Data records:
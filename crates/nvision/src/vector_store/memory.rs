//! In-process brute-force index
//!
//! Holds every collection in memory and scans all entries per query. Useful
//! for tests and small datasets; nothing survives the process.

use std::collections::HashMap;
use std::sync::atomic::{AtomicU64, Ordering};

use anyhow::{anyhow, bail, Result};
use async_trait::async_trait;
use tokio::sync::RwLock;

use super::types::{
  CollectionHandle, DistanceSpace, Embedding, EmbeddingBatch, GetRequest, GetResult, Metadata, QueryRequest,
  QueryResult, UpdateBatch,
};
use super::VectorIndex;

#[derive(Debug, Clone)]
struct Entry {
  id: String,
  embedding: Embedding,
  document: Option<String>,
  metadata: Option<Metadata>,
}

#[derive(Debug)]
struct MemoryCollection {
  handle: CollectionHandle,
  space: DistanceSpace,
  entries: Vec<Entry>,
}

impl MemoryCollection {
  fn dimension(&self) -> Option<usize> {
    self.entries.iter().map(|e| e.embedding.len()).find(|len| *len > 0)
  }

  fn check_dimension(&self, embedding: &[f32]) -> Result<()> {
    match self.dimension() {
      Some(dimension) if dimension != embedding.len() => bail!(
        "embedding dimension {} does not match collection dimensionality {}",
        embedding.len(),
        dimension
      ),
      _ => Ok(()),
    }
  }

  fn position(&self, id: &str) -> Option<usize> {
    self.entries.iter().position(|e| e.id == id)
  }
}

#[derive(Debug, Default)]
pub struct MemoryIndex {
  collections: RwLock<HashMap<String, MemoryCollection>>,
  next_id: AtomicU64,
}

impl MemoryIndex {
  pub fn new() -> Self {
    Self::default()
  }
}

fn missing(name: &str) -> anyhow::Error {
  anyhow!("collection '{name}' does not exist")
}

#[async_trait]
impl VectorIndex for MemoryIndex {
  fn describe(&self) -> String {
    "in-memory index".to_string()
  }

  async fn heartbeat(&self) -> Result<()> {
    Ok(())
  }

  async fn get_or_create_collection(&self, name: &str, metadata: Metadata) -> Result<CollectionHandle> {
    let mut collections = self.collections.write().await;
    if let Some(existing) = collections.get(name) {
      return Ok(existing.handle.clone());
    }

    let handle = CollectionHandle {
      id: format!("memory-{}", self.next_id.fetch_add(1, Ordering::Relaxed)),
      name: name.to_string(),
      metadata,
    };
    let space = DistanceSpace::from_metadata(&handle.metadata);
    collections.insert(name.to_string(), MemoryCollection { handle: handle.clone(), space, entries: Vec::new() });
    Ok(handle)
  }

  async fn get_collection(&self, name: &str) -> Result<Option<CollectionHandle>> {
    Ok(self.collections.read().await.get(name).map(|c| c.handle.clone()))
  }

  async fn delete_collection(&self, name: &str) -> Result<bool> {
    Ok(self.collections.write().await.remove(name).is_some())
  }

  async fn list_collections(&self) -> Result<Vec<CollectionHandle>> {
    let mut handles: Vec<CollectionHandle> =
      self.collections.read().await.values().map(|c| c.handle.clone()).collect();
    handles.sort_by(|a, b| a.name.cmp(&b.name));
    Ok(handles)
  }

  async fn add(&self, collection: &CollectionHandle, batch: EmbeddingBatch) -> Result<()> {
    let mut collections = self.collections.write().await;
    let target = collections.get_mut(&collection.name).ok_or_else(|| missing(&collection.name))?;

    let mut metadatas = batch.metadatas.map(Vec::into_iter);
    let rows = batch.ids.into_iter().zip(batch.embeddings).zip(batch.documents);
    for ((id, embedding), document) in rows {
      target.check_dimension(&embedding)?;
      let entry = Entry {
        id,
        embedding,
        document: Some(document),
        metadata: metadatas.as_mut().and_then(Iterator::next),
      };
      // Re-adding an id replaces the stored entry
      match target.position(&entry.id) {
        Some(index) => target.entries[index] = entry,
        None => target.entries.push(entry),
      }
    }
    Ok(())
  }

  async fn update(&self, collection: &CollectionHandle, batch: UpdateBatch) -> Result<()> {
    let mut collections = self.collections.write().await;
    let target = collections.get_mut(&collection.name).ok_or_else(|| missing(&collection.name))?;

    for (i, id) in batch.ids.iter().enumerate() {
      let Some(index) = target.position(id) else {
        continue;
      };
      if let Some(embedding) = batch.embeddings.as_ref().and_then(|e| e.get(i)) {
        target.check_dimension(embedding)?;
        target.entries[index].embedding = embedding.clone();
      }
      if let Some(document) = batch.documents.as_ref().and_then(|d| d.get(i)) {
        target.entries[index].document = Some(document.clone());
      }
      if let Some(metadata) = batch.metadatas.as_ref().and_then(|m| m.get(i)) {
        target.entries[index].metadata = Some(metadata.clone());
      }
    }
    Ok(())
  }

  async fn delete(&self, collection: &CollectionHandle, ids: Vec<String>) -> Result<()> {
    let mut collections = self.collections.write().await;
    let target = collections.get_mut(&collection.name).ok_or_else(|| missing(&collection.name))?;
    target.entries.retain(|e| !ids.contains(&e.id));
    Ok(())
  }

  async fn query(&self, collection: &CollectionHandle, request: QueryRequest) -> Result<QueryResult> {
    let collections = self.collections.read().await;
    let target = collections.get(&collection.name).ok_or_else(|| missing(&collection.name))?;
    let include = request.include;

    let mut result = QueryResult {
      ids: Vec::with_capacity(request.query_embeddings.len()),
      documents: include.documents.then(Vec::new),
      metadatas: include.metadatas.then(Vec::new),
      distances: include.distances.then(Vec::new),
      embeddings: include.embeddings.then(Vec::new),
    };

    for query in &request.query_embeddings {
      target.check_dimension(query)?;

      let mut hits: Vec<(f32, &Entry)> = target
        .entries
        .iter()
        .filter(|e| !e.embedding.is_empty())
        .filter(|e| request.filter.as_ref().map_or(true, |f| f.matches(e.metadata.as_ref())))
        .map(|e| (target.space.distance(query, &e.embedding), e))
        .collect();
      hits.sort_by(|a, b| a.0.total_cmp(&b.0));
      hits.truncate(request.n_results);

      result.ids.push(hits.iter().map(|(_, e)| e.id.clone()).collect());
      if let Some(documents) = result.documents.as_mut() {
        documents.push(hits.iter().map(|(_, e)| e.document.clone()).collect());
      }
      if let Some(metadatas) = result.metadatas.as_mut() {
        metadatas.push(hits.iter().map(|(_, e)| e.metadata.clone()).collect());
      }
      if let Some(distances) = result.distances.as_mut() {
        distances.push(hits.iter().map(|(d, _)| Some(*d)).collect());
      }
      if let Some(embeddings) = result.embeddings.as_mut() {
        embeddings.push(hits.iter().map(|(_, e)| e.embedding.clone()).collect());
      }
    }

    Ok(result)
  }

  async fn get(&self, collection: &CollectionHandle, request: GetRequest) -> Result<GetResult> {
    let collections = self.collections.read().await;
    let target = collections.get(&collection.name).ok_or_else(|| missing(&collection.name))?;
    let include = request.include;

    let selected: Vec<&Entry> = target
      .entries
      .iter()
      .filter(|e| request.ids.as_ref().map_or(true, |ids| ids.contains(&e.id)))
      .filter(|e| request.filter.as_ref().map_or(true, |f| f.matches(e.metadata.as_ref())))
      .take(request.limit.unwrap_or(usize::MAX))
      .collect();

    Ok(GetResult {
      ids: selected.iter().map(|e| e.id.clone()).collect(),
      documents: include.documents.then(|| selected.iter().map(|e| e.document.clone()).collect()),
      metadatas: include.metadatas.then(|| selected.iter().map(|e| e.metadata.clone()).collect()),
      embeddings: include.embeddings.then(|| selected.iter().map(|e| e.embedding.clone()).collect()),
    })
  }

  async fn count(&self, collection: &CollectionHandle) -> Result<usize> {
    let collections = self.collections.read().await;
    let target = collections.get(&collection.name).ok_or_else(|| missing(&collection.name))?;
    Ok(target.entries.len())
  }
}

#[cfg(test)]
mod tests {
  use serde_json::json;

  use super::*;
  use crate::vector_store::{Filter, Include, DISTANCE_SPACE_KEY};

  fn metadata(value: serde_json::Value) -> Metadata {
    value.as_object().cloned().unwrap_or_default()
  }

  async fn seeded(space: &str) -> (MemoryIndex, CollectionHandle) {
    let index = MemoryIndex::new();
    let handle = index
      .get_or_create_collection("products", metadata(json!({ DISTANCE_SPACE_KEY: space })))
      .await
      .unwrap();
    index
      .add(
        &handle,
        EmbeddingBatch {
          ids: vec!["product_p1".into(), "product_p2".into(), "product_p3".into()],
          embeddings: vec![vec![1.0, 0.0], vec![0.8, 0.6], vec![0.0, 1.0]],
          documents: vec!["first".into(), "second".into(), "third".into()],
          metadatas: Some(vec![
            metadata(json!({"product_id": "p1", "price": 10})),
            metadata(json!({"product_id": "p2", "price": 20})),
            metadata(json!({"product_id": "p3", "price": 30})),
          ]),
        },
      )
      .await
      .unwrap();
    (index, handle)
  }

  fn query(embedding: Embedding, n_results: usize, filter: Option<Filter>) -> QueryRequest {
    QueryRequest { query_embeddings: vec![embedding], n_results, filter, include: Include::default() }
  }

  #[tokio::test]
  async fn test_get_or_create_returns_existing() {
    let index = MemoryIndex::new();
    let first = index.get_or_create_collection("reviews", Metadata::new()).await.unwrap();
    let second = index.get_or_create_collection("reviews", metadata(json!({"x": 1}))).await.unwrap();
    assert_eq!(first, second);
    assert_eq!(index.list_collections().await.unwrap().len(), 1);
  }

  #[tokio::test]
  async fn test_query_sorts_by_cosine_distance() {
    let (index, handle) = seeded("cosine").await;
    let result = index.query(&handle, query(vec![1.0, 0.0], 3, None)).await.unwrap();

    assert_eq!(result.ids[0], vec!["product_p1", "product_p2", "product_p3"]);
    let distances: Vec<f32> = result.distances.unwrap()[0].iter().map(|d| d.unwrap()).collect();
    assert!(distances[0].abs() < 1e-6);
    assert!((distances[1] - 0.2).abs() < 1e-6);
    assert!((distances[2] - 1.0).abs() < 1e-6);
    assert_eq!(result.documents.unwrap()[0][0].as_deref(), Some("first"));
  }

  #[tokio::test]
  async fn test_query_honours_filter_and_limit() {
    let (index, handle) = seeded("cosine").await;
    let result = index
      .query(&handle, query(vec![1.0, 0.0], 1, Some(Filter::ne("product_id", "p1"))))
      .await
      .unwrap();
    assert_eq!(result.ids, vec![vec!["product_p2".to_string()]]);
  }

  #[tokio::test]
  async fn test_l2_space_uses_squared_distance() {
    let (index, handle) = seeded("l2").await;
    let result = index.query(&handle, query(vec![0.0, 1.0], 1, None)).await.unwrap();
    assert_eq!(result.ids[0], vec!["product_p3"]);
    assert_eq!(result.distances.unwrap()[0][0], Some(0.0));
  }

  #[tokio::test]
  async fn test_dimension_mismatch_is_rejected() {
    let (index, handle) = seeded("cosine").await;
    assert!(index.query(&handle, query(vec![1.0, 0.0, 0.0], 1, None)).await.is_err());

    let batch = EmbeddingBatch {
      ids: vec!["product_p4".into()],
      embeddings: vec![vec![1.0]],
      documents: vec!["fourth".into()],
      metadatas: None,
    };
    assert!(index.add(&handle, batch).await.is_err());
  }

  #[tokio::test]
  async fn test_get_by_filter_returns_embeddings() {
    let (index, handle) = seeded("cosine").await;
    let request = GetRequest {
      filter: Some(Filter::eq("product_id", "p2")),
      include: Include::embeddings_only(),
      ..GetRequest::default()
    };
    let result = index.get(&handle, request).await.unwrap();
    assert_eq!(result.ids, vec!["product_p2"]);
    assert_eq!(result.embeddings, Some(vec![vec![0.8, 0.6]]));
    assert!(result.documents.is_none());
  }

  #[tokio::test]
  async fn test_update_delete_and_count() {
    let (index, handle) = seeded("cosine").await;
    index
      .update(
        &handle,
        UpdateBatch {
          ids: vec!["product_p1".into(), "missing".into()],
          documents: Some(vec!["renamed".into(), "ignored".into()]),
          ..UpdateBatch::default()
        },
      )
      .await
      .unwrap();

    let request = GetRequest { ids: Some(vec!["product_p1".into()]), ..GetRequest::default() };
    let result = index.get(&handle, request).await.unwrap();
    assert_eq!(result.documents, Some(vec![Some("renamed".to_string())]));
    assert_eq!(result.metadatas.unwrap()[0].as_ref().unwrap()["price"], 10);

    index.delete(&handle, vec!["product_p1".into(), "unknown".into()]).await.unwrap();
    assert_eq!(index.count(&handle).await.unwrap(), 2);
  }

  #[tokio::test]
  async fn test_deleted_collection_reports_errors() {
    let (index, handle) = seeded("cosine").await;
    assert!(index.delete_collection("products").await.unwrap());
    assert!(!index.delete_collection("products").await.unwrap());
    assert!(index.get_collection("products").await.unwrap().is_none());
    assert!(index.count(&handle).await.is_err());
  }
}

◆ Work task
Lines above that have "Ordering": copy each of them.

◆ Answer for the task
use std::sync::atomic::{AtomicU64, Ordering};
      id: format!("memory-{}", self.next_id.fetch_add(1, Ordering::Relaxed)),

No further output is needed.